Location
- 10408 N. Greenwood Lane Hayward, Sawyer, WI, 54843 United States

Information
- School type: Public, Middle School
- Superintendent: Craig Olsen
- Principal: Hugh Duffy
- Grades: 6-8
- Enrollment: 450
- Colors: Black and Gold
- Mascot: Hurricanes
- Rival: Spooner Rails
- Website: ms.hayward.k12.wi.us

= Hayward Middle School =

Hayward Middle School (HMS) is a middle school that serves students in and around Hayward, Wisconsin.
==Academics==
Hayward Community Schools are recognized as offering "What Parents Want": academic strength, accreditation, recognition of excellence by the United States Department of Education or another national foundation, competitive salaries for teachers, a commitment to instruction evidenced by expenditures on instruction and on library/media services, and small class sizes. HMS has been awarded in the Wisconsin School of Recognition Award for the 2012-2013 school year. This award recognizes the education of low-income families.

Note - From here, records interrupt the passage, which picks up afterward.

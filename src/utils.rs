use std::str::FromStr;

use chrono::NaiveDateTime;
use rusqlite::{types::Type, Row};

pub struct Utils {}

impl Utils {
    /// Storage format for timestamp columns.
    pub const TIMESTAMP_FORMAT: &str = "%Y-%m-%d %H:%M:%S";

    pub fn get_timestamp(row: &Row, idx: usize) -> rusqlite::Result<NaiveDateTime> {
        let text: String = row.get(idx)?;
        Self::parse_timestamp(&text, idx)
    }

    pub fn get_opt_timestamp(row: &Row, idx: usize) -> rusqlite::Result<Option<NaiveDateTime>> {
        let text: Option<String> = row.get(idx)?;
        text.map(|t| Self::parse_timestamp(&t, idx)).transpose()
    }

    fn parse_timestamp(text: &str, idx: usize) -> rusqlite::Result<NaiveDateTime> {
        NaiveDateTime::parse_from_str(text, Self::TIMESTAMP_FORMAT)
            .map_err(|e| rusqlite::Error::FromSqlConversionFailure(idx, Type::Text, Box::new(e)))
    }

    /// Reads a text column holding the string form of a closed enum.
    pub fn get_enum<E>(row: &Row, idx: usize) -> rusqlite::Result<E>
    where
        E: FromStr,
        E::Err: std::error::Error + Send + Sync + 'static,
    {
        let text: String = row.get(idx)?;
        text.parse::<E>()
            .map_err(|e| rusqlite::Error::FromSqlConversionFailure(idx, Type::Text, Box::new(e)))
    }
}
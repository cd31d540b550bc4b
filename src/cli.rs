use std::io::{self, Write};
use std::path::PathBuf;

use clap::{Parser, Subcommand, ValueEnum};
use directories::ProjectDirs;
use flexi_logger::Logger;
use log::{debug, info};
use serde::Serialize;

use crate::assets::{Asset, AssetFile, Visibility};
use crate::config::{Config, CONFIG};
use crate::database::Database;
use crate::error::AssetListError;
use crate::query::{
    EntityDef, ListEngine, Listable, ParseMode, Predicate, RawListParams, SqliteStorage,
};
use crate::scopes;
use crate::suppliers::Supplier;
use crate::users::{User, UserGroup};

#[derive(Parser)]
#[command(
    name = "assetlist",
    version,
    about = "List asset-management records with filter strings and pagination"
)]
pub struct Cli {
    /// Database file directory (default: the app's local data directory)
    #[arg(long = "db-dir", short = 'd', global = true)]
    pub db_dir: Option<PathBuf>,

    #[command(subcommand)]
    pub command: Command,
}

#[derive(Subcommand)]
pub enum Command {
    /// Create the database schema, or check that it is current
    Init,

    /// List one page of records as JSON
    List {
        entity: EntityKind,

        /// Filter string, e.g. "version >= 2 and owner_userName ilike bob"
        #[arg(long = "filter", short = 'f')]
        filter: Option<String>,

        /// Page size (invalid values fall back to 10)
        #[arg(long = "limit", short = 'l', allow_hyphen_values = true)]
        limit: Option<String>,

        /// Records to skip (invalid values fall back to 0)
        #[arg(long = "offset", short = 'o', allow_hyphen_values = true)]
        offset: Option<String>,

        /// Include the total match count: true, yes or 1 (default: true)
        #[arg(long = "count", short = 'c')]
        count: Option<String>,

        /// Restrict asset files to a visibility: PUBLIC, GROUP or PRIVATE
        #[arg(long = "visibility")]
        visibility: Option<Visibility>,

        /// Owning user for PRIVATE files or for assets
        #[arg(long = "owner-user")]
        owner_user: Option<i64>,

        /// Owning group for GROUP files, or groups for assets (repeatable)
        #[arg(long = "owner-group")]
        owner_group: Vec<i64>,
    },

    /// Show the attributes a filter can use
    Fields { entity: EntityKind },
}

#[derive(ValueEnum, Clone, Copy, Debug, PartialEq, Eq)]
pub enum EntityKind {
    Users,
    UserGroups,
    Assets,
    AssetFiles,
    Suppliers,
}

impl EntityKind {
    fn entity(&self) -> &'static EntityDef {
        match self {
            EntityKind::Users => User::entity(),
            EntityKind::UserGroups => UserGroup::entity(),
            EntityKind::Assets => Asset::entity(),
            EntityKind::AssetFiles => AssetFile::entity(),
            EntityKind::Suppliers => Supplier::entity(),
        }
    }
}

/// Ownership options from the `list` command.
struct ScopeArgs<'a> {
    visibility: Option<Visibility>,
    owner_user: Option<i64>,
    owner_group: &'a [i64],
}

impl ScopeArgs<'_> {
    fn is_empty(&self) -> bool {
        self.visibility.is_none() && self.owner_user.is_none() && self.owner_group.is_empty()
    }

    fn file_scope(&self) -> Result<Option<Predicate<AssetFile>>, AssetListError> {
        let visibility = match self.visibility {
            Some(visibility) => visibility,
            None if self.is_empty() => return Ok(None),
            None => {
                return Err(AssetListError::InvalidScope(
                    "asset file owners require --visibility".into(),
                ))
            }
        };
        if self.owner_group.len() > 1 {
            return Err(AssetListError::InvalidScope(
                "asset files take a single --owner-group".into(),
            ));
        }
        scopes::file_visibility_scope(
            visibility,
            self.owner_user,
            self.owner_group.first().copied(),
        )
        .map(Some)
    }

    fn asset_scope(&self) -> Result<Option<Predicate<Asset>>, AssetListError> {
        if self.visibility.is_some() {
            return Err(AssetListError::InvalidScope(
                "--visibility applies to asset files only".into(),
            ));
        }
        let owner = self.owner_user.map(scopes::asset_owner_scope).transpose()?;
        let groups = match self.owner_group.is_empty() {
            true => None,
            false => Some(scopes::asset_group_scope(self.owner_group)?),
        };
        Ok(match (owner, groups) {
            (Some(owner), groups) => Some(owner.and(groups)),
            (None, groups) => groups,
        })
    }

    fn unscoped(&self, entity: EntityKind) -> Result<(), AssetListError> {
        match self.is_empty() {
            true => Ok(()),
            false => Err(AssetListError::InvalidScope(format!(
                "{entity:?} listings take no ownership options"
            ))),
        }
    }
}

impl Cli {
    pub fn handle_command_line() -> Result<(), AssetListError> {
        let args = Cli::parse();

        let project_dirs = ProjectDirs::from("", "", "assetlist").ok_or_else(|| {
            AssetListError::Error("Could not determine the app's data directory".into())
        })?;

        let config = CONFIG.get_or_init(|| Config::load_config(&project_dirs));

        let _logger = Logger::try_with_str(config.logging.log_spec())
            .and_then(|logger| logger.log_to_stderr().start())
            .map_err(|e| AssetListError::Error(format!("Failed to start logger: {e}")))?;

        debug!(
            "Command-line args: {:?}",
            std::env::args_os().collect::<Vec<_>>()
        );

        let db_dir = match &args.db_dir {
            Some(dir) => dir.clone(),
            None => config.database.dir_or(project_dirs.data_local_dir()),
        };
        std::fs::create_dir_all(&db_dir)?;

        let db = Database::open(&db_dir, config.database.pool_size)?;
        db.ensure_schema()?;

        let stdout = io::stdout();
        let mut out = stdout.lock();
        args.execute(db, config.filter.parse_mode(), &mut out)
    }

    /// Runs the command against an open database whose schema is current.
    pub fn execute(
        &self,
        db: Database,
        parse_mode: ParseMode,
        out: &mut impl Write,
    ) -> Result<(), AssetListError> {
        match &self.command {
            Command::Init => {
                info!("Schema is current");
                writeln!(out, "Database ready")?;
                Ok(())
            }
            Command::List {
                entity,
                filter,
                limit,
                offset,
                count,
                visibility,
                owner_user,
                owner_group,
            } => {
                let raw = RawListParams {
                    limit: limit.clone(),
                    offset: offset.clone(),
                    count: count.clone(),
                    filter: filter.clone(),
                };
                let scope = ScopeArgs {
                    visibility: *visibility,
                    owner_user: *owner_user,
                    owner_group,
                };
                let engine = ListEngine::new(SqliteStorage::new(db)).with_parse_mode(parse_mode);
                Self::list(&engine, *entity, &raw, &scope, out)
            }
            Command::Fields { entity } => Self::fields(entity.entity(), out),
        }
    }

    fn list(
        engine: &ListEngine<SqliteStorage>,
        entity: EntityKind,
        raw: &RawListParams,
        scope: &ScopeArgs,
        out: &mut impl Write,
    ) -> Result<(), AssetListError> {
        match entity {
            EntityKind::Users => {
                scope.unscoped(entity)?;
                Self::list_json::<User>(engine, raw, None, out)
            }
            EntityKind::UserGroups => {
                scope.unscoped(entity)?;
                Self::list_json::<UserGroup>(engine, raw, None, out)
            }
            EntityKind::Suppliers => {
                scope.unscoped(entity)?;
                Self::list_json::<Supplier>(engine, raw, None, out)
            }
            EntityKind::Assets => Self::list_json(engine, raw, scope.asset_scope()?, out),
            EntityKind::AssetFiles => Self::list_json(engine, raw, scope.file_scope()?, out),
        }
    }

    fn list_json<T: Listable + Serialize>(
        engine: &ListEngine<SqliteStorage>,
        raw: &RawListParams,
        extra: Option<Predicate<T>>,
        out: &mut impl Write,
    ) -> Result<(), AssetListError> {
        let items = engine.list::<T>(&raw.resolve(), extra)?;
        serde_json::to_writer_pretty(&mut *out, &items)?;
        writeln!(out)?;
        Ok(())
    }

    fn fields(entity: &EntityDef, out: &mut impl Write) -> Result<(), AssetListError> {
        for (name, spec) in entity.attr_entries() {
            let target = match spec.attr_type.relation_target() {
                Some(target) => format!(" -> {}", target.name),
                None => String::new(),
            };
            writeln!(
                out,
                "{:<24} {:<10} {}{}",
                name,
                spec.attr_type.type_name(),
                spec.attr_type.kind().name(),
                target
            )?;
        }
        Ok(())
    }
}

==Clubs and organizations==
Student involvement is encouraged by the establishment of several clubs and organizations. Forensics, band, Class Board, Choir, National Junior Honor Society and many other organizations that are run by students, staff, or combinations of students and staff.

==Sports==
Students at Hayward Middle School have opportunities to play many sports at a competitive level, under WIAA. Fall sports include men's soccer, men's football, women's golf, women's volleyball, and co-ed cross country running. Winter sports include men's and women's basketball, men's and women's hockey, and co-ed cross-country skiing. Spring sports include men's baseball, women's softball, men's golf, women's soccer, and co-ed track and field.